● **Given records**
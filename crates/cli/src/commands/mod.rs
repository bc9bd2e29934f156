//! Command handlers for the Agri-Climate Assistant CLI.
//!
//! This module organizes all CLI commands into separate submodules.

pub mod ask;
pub mod chat;
pub mod examples;

pub use ask::AskCommand;
pub use chat::ChatCommand;
pub use examples::ExamplesCommand;

use agriclimate_core::{config::AppConfig, AppResult};
use agriclimate_pipeline::{Pipeline, PipelineOutcome, ProgressEvent, ProgressReporter};
use std::sync::Arc;

/// Validate credentials and build the pipeline, reporting progress on stderr
/// unless `quiet`.
pub(crate) fn build_pipeline(config: &AppConfig, quiet: bool) -> AppResult<Pipeline> {
    config.validate()?;

    let progress = if quiet {
        ProgressReporter::noop()
    } else {
        ProgressReporter::new(Arc::new(|event: ProgressEvent| eprintln!("  {}", event.message)))
    };

    Ok(Pipeline::from_config(config)?.with_progress(progress))
}

/// Print degraded-stage notices to stderr.
pub(crate) fn print_notices(outcome: &PipelineOutcome) {
    for notice in &outcome.notices {
        eprintln!("warning: {}", notice);
    }
}
//! Structured progress reporting for question runs.
//!
//! Provides incremental feedback while the pipeline waits on the language
//! model and the catalog.

use crate::types::PipelineStage;
use std::sync::Arc;
use std::time::Instant;

/// Progress event emitted during a pipeline run.
#[derive(Debug, Clone)]
pub struct ProgressEvent {
    /// Stage the run was in when the event fired
    pub stage: PipelineStage,

    /// Human-readable message
    pub message: String,

    /// Seconds since the reporter was created
    pub elapsed_secs: Option<f64>,
}

impl ProgressEvent {
    pub fn new(stage: PipelineStage, message: impl Into<String>) -> Self {
        Self {
            stage,
            message: message.into(),
            elapsed_secs: None,
        }
    }

    pub fn with_elapsed(mut self, elapsed_secs: f64) -> Self {
        self.elapsed_secs = Some(elapsed_secs);
        self
    }

    /// Format as a simple user-facing line.
    pub fn format_simple(&self) -> String {
        match self.elapsed_secs {
            Some(secs) => format!("[{}] {} ({:.1}s)", self.stage, self.message, secs),
            None => format!("[{}] {}", self.stage, self.message),
        }
    }
}

/// Callback for progress events.
pub type ProgressCallback = Arc<dyn Fn(ProgressEvent) + Send + Sync>;

/// Progress reporter that emits events through a callback.
#[derive(Clone)]
pub struct ProgressReporter {
    callback: Option<ProgressCallback>,
    start_time: Arc<Instant>,
}

impl ProgressReporter {
    pub fn new(callback: ProgressCallback) -> Self {
        Self {
            callback: Some(callback),
            start_time: Arc::new(Instant::now()),
        }
    }

    /// Create a no-op reporter (no events emitted).
    pub fn noop() -> Self {
        Self {
            callback: None,
            start_time: Arc::new(Instant::now()),
        }
    }

    pub fn emit(&self, event: ProgressEvent) {
        if let Some(callback) = &self.callback {
            let elapsed = self.start_time.elapsed().as_secs_f64();
            let event = event.with_elapsed(elapsed);

            tracing::debug!(
                stage = %event.stage,
                message = %event.message,
                elapsed_secs = elapsed,
                "Progress event"
            );

            callback(event);
        }
    }

    /// Announce entry into a stage.
    pub fn stage(&self, stage: PipelineStage) {
        let message = match stage {
            PipelineStage::Idle => "Waiting for a question",
            PipelineStage::Extracting => "Understanding your question...",
            PipelineStage::Planning => "Planning catalog searches...",
            PipelineStage::Retrieving => "Searching data.gov.in...",
            PipelineStage::Synthesizing => "Generating answer...",
            PipelineStage::Done => "Complete",
        };
        self.emit(ProgressEvent::new(stage, message));
    }

    pub fn identified(&self, summary: &str) {
        self.emit(ProgressEvent::new(
            PipelineStage::Extracting,
            format!("Identified: {}", summary),
        ));
    }

    pub fn searching(&self, query: &str) {
        self.emit(ProgressEvent::new(
            PipelineStage::Retrieving,
            format!("Searching: '{}'", query),
        ));
    }

    pub fn found(&self, datasets: usize) {
        self.emit(ProgressEvent::new(
            PipelineStage::Retrieving,
            format!("Found {} relevant datasets", datasets),
        ));
    }
}

impl Default for ProgressReporter {
    fn default() -> Self {
        Self::noop()
    }
}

● **What is expected**
Your reply should be only the number of lines in the records above that include "commands".

● **Task solution**
2